I loved readng this because it made feel not alone in being unproductive and slow to spring to action and show everyone that Gosh darn it, I've got this. Sometimes I don't got this, and it's ok.
Thank you.
Marina Celander

Alice Klugherz said...

thanks for this! I thought this would be a quiet time - instead we are now detaching even harder with everything ONLINE...I know its great but it just feels overwhelming. And I just hate it.
xo
alice

Unknown said...

I looked at this before but came to it again through your interviews. I can't believe this was written on March 17, Eva. 6 weeks ago. Already it was hard. Now it feels that everyone's time apart is suspended in a possible forever.
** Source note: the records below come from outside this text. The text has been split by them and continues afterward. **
#[cfg(test)]
mod tests {
    use super::*;
    use crate::models::Market;

    fn live_cell() -> MarketCell {
        let mut cell = MarketCell::new(Market::new("MKT", 0));
        let snapshot = SnapshotFrame {
            market_ticker: "MKT".into(),
            seq: 4,
            yes: vec![[60, 10]],
            no: vec![[35, 3]],
        };
        apply_snapshot(&mut cell, &snapshot, 1_000).unwrap();
        cell
    }

    fn delta(seq: u64, ts: TimestampMs, price: i64, delta: i64) -> DeltaFrame {
        DeltaFrame {
            market_ticker: "MKT".into(),
            seq,
            ts,
            side: Side::Yes,
            price,
            delta,
        }
    }

    #[test]
    fn test_snapshot_sets_basis() {
        let cell = live_cell();
        assert_eq!(cell.sub.next_sequence, Some(5));
        assert_eq!(cell.sub.last_snapshot_ts, Some(1_000));
        assert!(!cell.sub.stale);
        assert_eq!(cell.book.quantity(Side::Yes, 60), 10);
    }

    #[test]
    fn test_contiguous_deltas_apply() {
        let mut cell = live_cell();
        for (seq, ts) in [(5, 1_001), (6, 1_002)] {
            assert!(matches!(
                apply_delta(&mut cell, &delta(seq, ts, 60, -1), ts),
                DeltaOutcome::Applied(_)
            ));
        }
        assert_eq!(cell.book.quantity(Side::Yes, 60), 8);
        assert_eq!(cell.sub.next_sequence, Some(7));
        assert_eq!(cell.deltas_since_snapshot, 2);
    }

    #[test]
    fn test_gap_marks_stale_and_discards_followers() {
        let mut cell = live_cell();
        apply_delta(&mut cell, &delta(5, 1_001, 60, 1), 1_001);
        apply_delta(&mut cell, &delta(6, 1_002, 60, 1), 1_002);

        let DeltaOutcome::Gap(gap) = apply_delta(&mut cell, &delta(8, 1_004, 60, 1), 1_004) else {
            panic!("expected gap");
        };
        assert_eq!(gap.expected_seq, 7);
        assert_eq!(gap.last_missing(), Some(7));
        assert_eq!(gap.start_ts, 1_002);
        assert_eq!(gap.end_ts, 1_004);
        assert!(cell.sub.stale);

        assert!(matches!(
            apply_delta(&mut cell, &delta(9, 1_005, 60, 1), 1_005),
            DeltaOutcome::AwaitingSnapshot
        ));
        // Book untouched by 8 and 9
        assert_eq!(cell.book.quantity(Side::Yes, 60), 12);
    }

    #[test]
    fn test_duplicate_discarded() {
        let mut cell = live_cell();
        apply_delta(&mut cell, &delta(5, 1_001, 60, 1), 1_001);
        assert!(matches!(
            apply_delta(&mut cell, &delta(5, 1_001, 60, 1), 1_001),
            DeltaOutcome::Duplicate
        ));
        assert!(matches!(
            apply_delta(&mut cell, &delta(3, 1_001, 60, 1), 1_001),
            DeltaOutcome::Duplicate
        ));
        assert_eq!(cell.book.quantity(Side::Yes, 60), 11);
    }

    #[test]
    fn test_malformed_expected_delta_is_a_gap() {
        let mut cell = live_cell();
        let DeltaOutcome::Malformed { gap, error } =
            apply_delta(&mut cell, &delta(5, 1_001, 150, 1), 1_001)
        else {
            panic!("expected malformed");
        };
        assert!(matches!(error, FrameError::PriceOutOfRange { price: 150, .. }));
        assert_eq!(gap.expected_seq, 5);
        assert_eq!(gap.observed_seq, 6);
        assert!(cell.sub.stale);
    }

    #[test]
    fn test_last_possible_sequence_is_malformed() {
        let mut cell = live_cell();
        cell.sub.next_sequence = Some(u64::MAX);
        let DeltaOutcome::Malformed { gap, error } =
            apply_delta(&mut cell, &delta(u64::MAX, 1_001, 60, 1), 1_001)
        else {
            panic!("expected malformed");
        };
        assert!(matches!(error, FrameError::SequenceOverflow { seq: u64::MAX, .. }));
        assert_eq!((gap.expected_seq, gap.observed_seq), (u64::MAX, u64::MAX));
        assert!(cell.sub.stale);
        assert_eq!(cell.book.quantity(Side::Yes, 60), 10);

        let snapshot = SnapshotFrame {
            market_ticker: "MKT".into(),
            seq: u64::MAX,
            yes: vec![[61, 1]],
            no: vec![],
        };
        assert!(matches!(
            apply_snapshot(&mut cell, &snapshot, 2_000),
            Err(FrameError::SequenceOverflow { .. })
        ));
        assert_eq!(cell.sub.next_sequence, None);
        assert_eq!(cell.book.quantity(Side::Yes, 61), 0);
    }

    #[test]
    fn test_delta_ts_never_precedes_basis() {
        let mut cell = live_cell();
        // Exchange clock behind the local receipt time of the snapshot
        let DeltaOutcome::Applied(d) = apply_delta(&mut cell, &delta(5, 900, 60, 1), 1_001) else {
            panic!("expected applied");
        };
        assert_eq!(d.ts, 1_001);
        assert_eq!(d.exchange_ts, 900);

        let DeltaOutcome::Applied(d) = apply_delta(&mut cell, &delta(6, 950, 60, 1), 1_002) else {
            panic!("expected applied");
        };
        assert_eq!(d.ts, 1_001);
    }

    #[test]
    fn test_reconnect_gap_emitted_with_next_snapshot() {
        let mut cell = live_cell();
        apply_delta(&mut cell, &delta(5, 1_001, 60, 1), 1_001);
        cell.pending_reconnect_gap = Some((1_001, 6));
        cell.sub.invalidate();

        let snapshot = SnapshotFrame {
            market_ticker: "MKT".into(),
            seq: 1,
            yes: vec![[61, 2]],
            no: vec![],
        };
        let applied = apply_snapshot(&mut cell, &snapshot, 5_000).unwrap();
        let gap = applied.reconnect_gap.unwrap();
        assert_eq!(gap.reason, GapReason::Reconnect);
        assert_eq!((gap.start_ts, gap.end_ts), (1_001, 5_000));
        assert!(cell.pending_reconnect_gap.is_none());
        assert_eq!(cell.book.quantity(Side::Yes, 60), 0);
        assert_eq!(cell.sub.next_sequence, Some(2));
    }

    #[test]
    fn test_snapshot_after_gap_sorts_after_gap_end() {
        let mut cell = live_cell();
        apply_delta(&mut cell, &delta(7, 2_000, 60, 1), 2_000);
        let snapshot = SnapshotFrame {
            market_ticker: "MKT".into(),
            seq: 20,
            yes: vec![],
            no: vec![],
        };
        // Local clock stepped back below the gap end
        let applied = apply_snapshot(&mut cell, &snapshot, 1_500).unwrap();
        assert_eq!(applied.snapshot.captured_at, 2_001);
    }

    #[test]
    fn test_invalid_snapshot_leaves_cell_untouched() {
        let mut cell = live_cell();
        let snapshot = SnapshotFrame {
            market_ticker: "MKT".into(),
            seq: 30,
            yes: vec![[0, 5]],
            no: vec![],
        };
        assert!(apply_snapshot(&mut cell, &snapshot, 2_000).is_err());
        assert_eq!(cell.sub.next_sequence, Some(5));
        assert_eq!(cell.book.quantity(Side::Yes, 60), 10);
    }

    #[test]
    fn test_materialize_only_when_moved() {
        let mut cell = live_cell();
        assert!(materialize(&mut cell).is_none());

        apply_delta(&mut cell, &delta(5, 1_010, 60, 5), 1_010);
        let snapshot = materialize(&mut cell).unwrap();
        assert_eq!(snapshot.captured_at, 1_010);
        assert_eq!(snapshot.sequence, 5);
        assert_eq!(snapshot.yes[0].quantity, 15);
        assert_eq!(cell.sub.last_snapshot_ts, Some(1_010));
        assert!(materialize(&mut cell).is_none());

        // Next delta sorts strictly after the materialized basis
        let DeltaOutcome::Applied(d) = apply_delta(&mut cell, &delta(6, 1_010, 60, 1), 1_011) else {
            panic!("expected applied");
        };
        assert_eq!(d.ts, 1_011);
    }
}
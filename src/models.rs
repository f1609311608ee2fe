//! Core record types for the order-book history recorder.
//!
//! Prices are integer cents on the 1..=99 scale and quantities are integer
//! contract counts. Nothing in book state is ever floating point.

use serde::{Deserialize, Serialize};
use std::collections::BTreeMap;

/// Unix timestamp in milliseconds.
pub type TimestampMs = i64;

/// Per-subscription sequence number.
pub type Seq = u64;

/// Lowest valid price level (cents).
pub const MIN_PRICE: i64 = 1;
/// Highest valid price level (cents).
pub const MAX_PRICE: i64 = 99;

/// Current wall-clock time in milliseconds.
#[inline]
pub fn now_ms() -> TimestampMs {
    chrono::Utc::now().timestamp_millis()
}

/// Whether a price lies on the bounded binary-market scale.
#[inline]
pub fn is_valid_price(price: i64) -> bool {
    (MIN_PRICE..=MAX_PRICE).contains(&price)
}

// =============================================================================
// Market
// =============================================================================

/// Lifecycle status of a tracked market.
#[derive(Debug, Clone, Copy, PartialEq, Eq, Hash, Serialize, Deserialize)]
#[serde(rename_all = "snake_case")]
pub enum MarketStatus {
    Active,
    Closed,
    Settled,
}

impl MarketStatus {
    pub fn as_str(&self) -> &'static str {
        match self {
            MarketStatus::Active => "active",
            MarketStatus::Closed => "closed",
            MarketStatus::Settled => "settled",
        }
    }

    pub fn parse(s: &str) -> Option<Self> {
        match s {
            "active" => Some(MarketStatus::Active),
            "closed" => Some(MarketStatus::Closed),
            "settled" => Some(MarketStatus::Settled),
            _ => None,
        }
    }
}

/// A binary-outcome market known to the recorder. Never deleted.
#[derive(Debug, Clone, PartialEq, Eq, Serialize, Deserialize)]
pub struct Market {
    pub ticker: String,
    pub status: MarketStatus,
    pub created_at: TimestampMs,
    pub updated_at: TimestampMs,
}

impl Market {
    pub fn new(ticker: impl Into<String>, created_at: TimestampMs) -> Self {
        Self {
            ticker: ticker.into(),
            status: MarketStatus::Active,
            created_at,
            updated_at: created_at,
        }
    }
}

// =============================================================================
// Book records
// =============================================================================

/// One of the two complementary outcomes of a binary market.
#[derive(Debug, Clone, Copy, PartialEq, Eq, Hash, PartialOrd, Ord, Serialize, Deserialize)]
#[serde(rename_all = "lowercase")]
pub enum Side {
    Yes,
    No,
}

impl Side {
    pub fn as_str(&self) -> &'static str {
        match self {
            Side::Yes => "yes",
            Side::No => "no",
        }
    }

    pub fn parse(s: &str) -> Option<Self> {
        match s {
            "yes" => Some(Side::Yes),
            "no" => Some(Side::No),
            _ => None,
        }
    }
}

/// A single resting price level.
#[derive(Debug, Clone, Copy, PartialEq, Eq, Hash, Serialize, Deserialize)]
pub struct PriceLevel {
    pub price: i64,
    pub quantity: i64,
}

impl PriceLevel {
    pub fn new(price: i64, quantity: i64) -> Self {
        Self { price, quantity }
    }
}

/// Full capture of a market's book at one instant. Immutable once written.
#[derive(Debug, Clone, PartialEq, Eq, Serialize, Deserialize)]
pub struct OrderbookSnapshot {
    pub ticker: String,
    pub captured_at: TimestampMs,
    /// Sequence number in effect at capture time.
    pub sequence: Seq,
    pub yes: Vec<PriceLevel>,
    pub no: Vec<PriceLevel>,
}

impl OrderbookSnapshot {
    pub fn levels(&self, side: Side) -> &[PriceLevel] {
        match side {
            Side::Yes => &self.yes,
            Side::No => &self.no,
        }
    }
}

/// Incremental signed change to one price level. Immutable once written.
#[derive(Debug, Clone, PartialEq, Eq, Serialize, Deserialize)]
pub struct OrderbookDelta {
    pub ticker: String,
    /// Recorder timestamp: the exchange `ts`, raised so that it never sorts
    /// at or before the basis snapshot.
    pub ts: TimestampMs,
    /// Timestamp exactly as received from the exchange.
    pub exchange_ts: TimestampMs,
    pub sequence: Seq,
    pub side: Side,
    pub price: i64,
    pub delta: i64,
}

/// Why continuity was lost for a market.
#[derive(Debug, Clone, Copy, PartialEq, Eq, Hash, Serialize, Deserialize)]
#[serde(rename_all = "snake_case")]
pub enum GapReason {
    /// A delta arrived with a sequence number ahead of the expected one.
    SequenceSkip,
    /// The connection dropped; anything sent while disconnected is unknown.
    Reconnect,
}

impl GapReason {
    pub fn as_str(&self) -> &'static str {
        match self {
            GapReason::SequenceSkip => "sequence_skip",
            GapReason::Reconnect => "reconnect",
        }
    }

    pub fn parse(s: &str) -> Option<Self> {
        match s {
            "sequence_skip" => Some(GapReason::SequenceSkip),
            "reconnect" => Some(GapReason::Reconnect),
            _ => None,
        }
    }
}

/// Metadata record marking a range where book fidelity is not guaranteed.
#[derive(Debug, Clone, PartialEq, Eq, Serialize, Deserialize)]
pub struct DataGap {
    pub ticker: String,
    pub reason: GapReason,
    /// Timestamp of the last event known to be good.
    pub start_ts: TimestampMs,
    /// Timestamp at which the loss became visible.
    pub end_ts: TimestampMs,
    pub detected_at: TimestampMs,
    /// Sequence number that was expected next.
    pub expected_seq: Seq,
    /// Sequence number actually observed.
    pub observed_seq: Seq,
}

impl DataGap {
    /// First sequence number known to be missing.
    pub fn first_missing(&self) -> Seq {
        self.expected_seq
    }

    /// Last sequence number known to be missing, if the range is non-empty.
    pub fn last_missing(&self) -> Option<Seq> {
        if self.observed_seq > self.expected_seq {
            Some(self.observed_seq - 1)
        } else {
            None
        }
    }

    /// Whether a reconstruction based on a snapshot captured at `basis` and
    /// targeting `target` crosses this gap.
    pub fn affects(&self, basis: TimestampMs, target: TimestampMs) -> bool {
        self.start_ts <= target && self.end_ts > basis
    }
}

/// Where a market's persisted history ends: the largest recorded timestamp
/// and the sequence number seen there.
#[derive(Debug, Clone, Copy, PartialEq, Eq)]
pub struct RecordedTail {
    pub ts: TimestampMs,
    pub seq: Seq,
}

/// Point-in-time book built fresh per query. Never persisted.
#[derive(Debug, Clone, PartialEq, Eq, Serialize, Deserialize)]
pub struct ReconstructedOrderbook {
    pub ticker: String,
    pub target_ts: TimestampMs,
    pub basis_snapshot_ts: TimestampMs,
    pub deltas_applied: u64,
    /// Sequence number of the last applied event.
    pub last_sequence: Seq,
    /// Non-contiguous sequence steps seen while replaying.
    pub sequence_breaks: u64,
    /// The requested instant overlaps a recorded gap; accuracy is not guaranteed.
    pub within_recorded_gap: bool,
    pub yes: BTreeMap<i64, i64>,
    pub no: BTreeMap<i64, i64>,
}

impl ReconstructedOrderbook {
    /// Levels for one side, best (highest price) first.
    pub fn levels(&self, side: Side) -> Vec<PriceLevel> {
        let map = match side {
            Side::Yes => &self.yes,
            Side::No => &self.no,
        };
        map.iter()
            .rev()
            .map(|(&price, &quantity)| PriceLevel::new(price, quantity))
            .collect()
    }
}

#[cfg(test)]
mod tests {
    use super::*;

    fn gap(start_ts: TimestampMs, end_ts: TimestampMs) -> DataGap {
        DataGap {
            ticker: "MKT".to_string(),
            reason: GapReason::SequenceSkip,
            start_ts,
            end_ts,
            detected_at: end_ts,
            expected_seq: 7,
            observed_seq: 8,
        }
    }

    #[test]
    fn test_gap_missing_range() {
        let g = gap(10, 20);
        assert_eq!(g.first_missing(), 7);
        assert_eq!(g.last_missing(), Some(7));
    }

    #[test]
    fn test_gap_affects_window() {
        let g = gap(10, 20);
        // Basis before the gap, target after it started.
        assert!(g.affects(0, 15));
        assert!(g.affects(0, 100));
        // Target before the gap started.
        assert!(!g.affects(0, 9));
        // Basis re-established after the gap became visible.
        assert!(!g.affects(20, 100));
    }

    #[test]
    fn test_side_serde() {
        assert_eq!(serde_json::to_string(&Side::Yes).unwrap(), "\"yes\"");
        assert_eq!(Side::parse("no"), Some(Side::No));
        assert_eq!(Side::parse("NO"), None);
    }

    #[test]
    fn test_levels_best_first() {
        let mut yes = BTreeMap::new();
        yes.insert(40, 3);
        yes.insert(60, 1);
        let book = ReconstructedOrderbook {
            ticker: "MKT".to_string(),
            target_ts: 0,
            basis_snapshot_ts: 0,
            deltas_applied: 0,
            last_sequence: 0,
            sequence_breaks: 0,
            within_recorded_gap: false,
            yes,
            no: BTreeMap::new(),
        };
        let levels = book.levels(Side::Yes);
        assert_eq!(levels[0], PriceLevel::new(60, 1));
        assert_eq!(levels[1], PriceLevel::new(40, 3));
    }
}
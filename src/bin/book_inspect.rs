//! Operator CLI for recorded order book history.
//!
//! Usage:
//!   cargo run --release --bin book_inspect -- status
//!   cargo run --release --bin book_inspect -- gaps KXBTC-25JAN01
//!   cargo run --release --bin book_inspect -- reconstruct KXBTC-25JAN01 2025-01-01T12:00:00Z --depth 5

use anyhow::{bail, Context, Result};
use chrono::{DateTime, TimeZone, Utc};
use clap::{Parser, Subcommand};
use std::path::PathBuf;
use std::sync::Arc;
use std::time::Duration;

use orderbook_recorder::models::{MarketStatus, Side, TimestampMs};
use orderbook_recorder::{reconstruct_with_timeout, RecordSource, RecorderConfig, SqliteStore};

#[derive(Parser, Debug)]
#[command(name = "book_inspect")]
#[command(about = "Inspect recorded order book history")]
struct Args {
    /// TOML configuration file
    #[arg(long, env = "RECORDER_CONFIG")]
    config: Option<PathBuf>,

    /// SQLite database path (overrides config)
    #[arg(long)]
    db: Option<String>,

    #[command(subcommand)]
    command: Commands,
}

#[derive(Subcommand, Debug)]
enum Commands {
    /// Row counts and time coverage per table
    Status,

    /// List known markets
    Markets {
        /// Only markets with this status (active, closed, settled)
        #[arg(long)]
        status: Option<String>,
    },

    /// List recorded data gaps for a market
    Gaps { ticker: String },

    /// Rebuild a market's book at a point in time and print it as JSON
    Reconstruct {
        ticker: String,

        /// Epoch milliseconds or RFC 3339 timestamp
        at: String,

        /// Levels per side to keep
        #[arg(long)]
        depth: Option<usize>,

        /// Query timeout (defaults to the configured value)
        #[arg(long)]
        timeout_ms: Option<u64>,
    },
}

#[tokio::main]
async fn main() -> Result<()> {
    tracing_subscriber::fmt()
        .with_env_filter(
            tracing_subscriber::EnvFilter::try_from_default_env()
                .unwrap_or_else(|_| "book_inspect=info,orderbook_recorder=warn".into()),
        )
        .init();

    let args = Args::parse();
    let mut config =
        RecorderConfig::load(args.config.as_deref()).context("Failed to load configuration")?;
    if let Some(db) = args.db {
        config.storage.db_path = db;
    }
    config.validate(false).context("Invalid configuration")?;

    let store = Arc::new(
        SqliteStore::open_read_only(&config.storage.db_path)
            .with_context(|| format!("Failed to open {}", config.storage.db_path))?,
    );

    match args.command {
        Commands::Status => print_status(&store)?,
        Commands::Markets { status } => print_markets(&store, status.as_deref())?,
        Commands::Gaps { ticker } => print_gaps(&store, &ticker)?,
        Commands::Reconstruct {
            ticker,
            at,
            depth,
            timeout_ms,
        } => {
            let target_ts = parse_timestamp(&at)?;
            let timeout = Duration::from_millis(timeout_ms.unwrap_or(config.query.timeout_ms));
            let book = reconstruct_with_timeout(store, &ticker, target_ts, depth, timeout).await?;

            let view = serde_json::json!({
                "ticker": book.ticker,
                "target_ts": book.target_ts,
                "basis_snapshot_ts": book.basis_snapshot_ts,
                "deltas_applied": book.deltas_applied,
                "last_sequence": book.last_sequence,
                "sequence_breaks": book.sequence_breaks,
                "within_recorded_gap": book.within_recorded_gap,
                "yes": book.levels(Side::Yes),
                "no": book.levels(Side::No),
            });
            println!("{}", serde_json::to_string_pretty(&view)?);
        }
    }

    Ok(())
}

fn print_status(store: &SqliteStore) -> Result<()> {
    println!("{:<22} {:>12} {:>8}  {:<24} {:<24}", "table", "rows", "markets", "first", "last");
    for summary in store.table_summaries()? {
        println!(
            "{:<22} {:>12} {:>8}  {:<24} {:<24}",
            summary.table,
            summary.rows,
            summary.tickers,
            format_ts(summary.first_ts),
            format_ts(summary.last_ts),
        );
    }

    let markets = store.load_markets(None)?;
    let active = markets.iter().filter(|m| m.status == MarketStatus::Active).count();
    println!();
    println!("markets: {} known, {} active", markets.len(), active);
    Ok(())
}

fn print_markets(store: &SqliteStore, status: Option<&str>) -> Result<()> {
    let status = match status {
        Some(s) => match MarketStatus::parse(s) {
            Some(status) => Some(status),
            None => bail!("unknown market status {s:?}"),
        },
        None => None,
    };
    for market in store.load_markets(status)? {
        println!(
            "{:<32} {:<8} created {}  updated {}",
            market.ticker,
            market.status.as_str(),
            format_ts(Some(market.created_at)),
            format_ts(Some(market.updated_at)),
        );
    }
    Ok(())
}

fn print_gaps(store: &SqliteStore, ticker: &str) -> Result<()> {
    let gaps = store.gaps_for(ticker)?;
    if gaps.is_empty() {
        println!("no recorded gaps for {ticker}");
        return Ok(());
    }
    for gap in gaps {
        let missing = match gap.last_missing() {
            Some(last) => format!("seq {}..={}", gap.first_missing(), last),
            None => format!("from seq {}", gap.first_missing()),
        };
        println!(
            "{:<14} {} -> {}  {}",
            gap.reason.as_str(),
            format_ts(Some(gap.start_ts)),
            format_ts(Some(gap.end_ts)),
            missing,
        );
    }
    Ok(())
}

fn parse_timestamp(value: &str) -> Result<TimestampMs> {
    if let Ok(ms) = value.parse::<TimestampMs>() {
        return Ok(ms);
    }
    let parsed = DateTime::parse_from_rfc3339(value)
        .with_context(|| format!("expected epoch millis or RFC 3339, got {value:?}"))?;
    Ok(parsed.timestamp_millis())
}

fn format_ts(ts: Option<TimestampMs>) -> String {
    match ts.and_then(|ms| Utc.timestamp_millis_opt(ms).single()) {
        Some(dt) => dt.format("%Y-%m-%d %H:%M:%S%.3f").to_string(),
        None => "-".to_string(),
    }
}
Yes, there are astonishing riches in video and "live" meetings. But I spend so much time imagining people, what if that body, that loved one, or that friend, that occasional spark, was here, now, in this room? The closest I've ever come to this conjuring is for the dead. And then there are all those real dead, denied dignity by the powers that be, separated from those close to them, piled up as non-people, expendable because vulnerable - the horror of that jolts me out of fear of the virus, because the virus isn't as frightening as the profiteers. So I'm mourning touch in the immediate personal way, and mounring community in terror of its dismantling. But mostly thanks for your virtual presence, always seeing, always incisive, always compassionate, and funny too. A reassurance that community stays.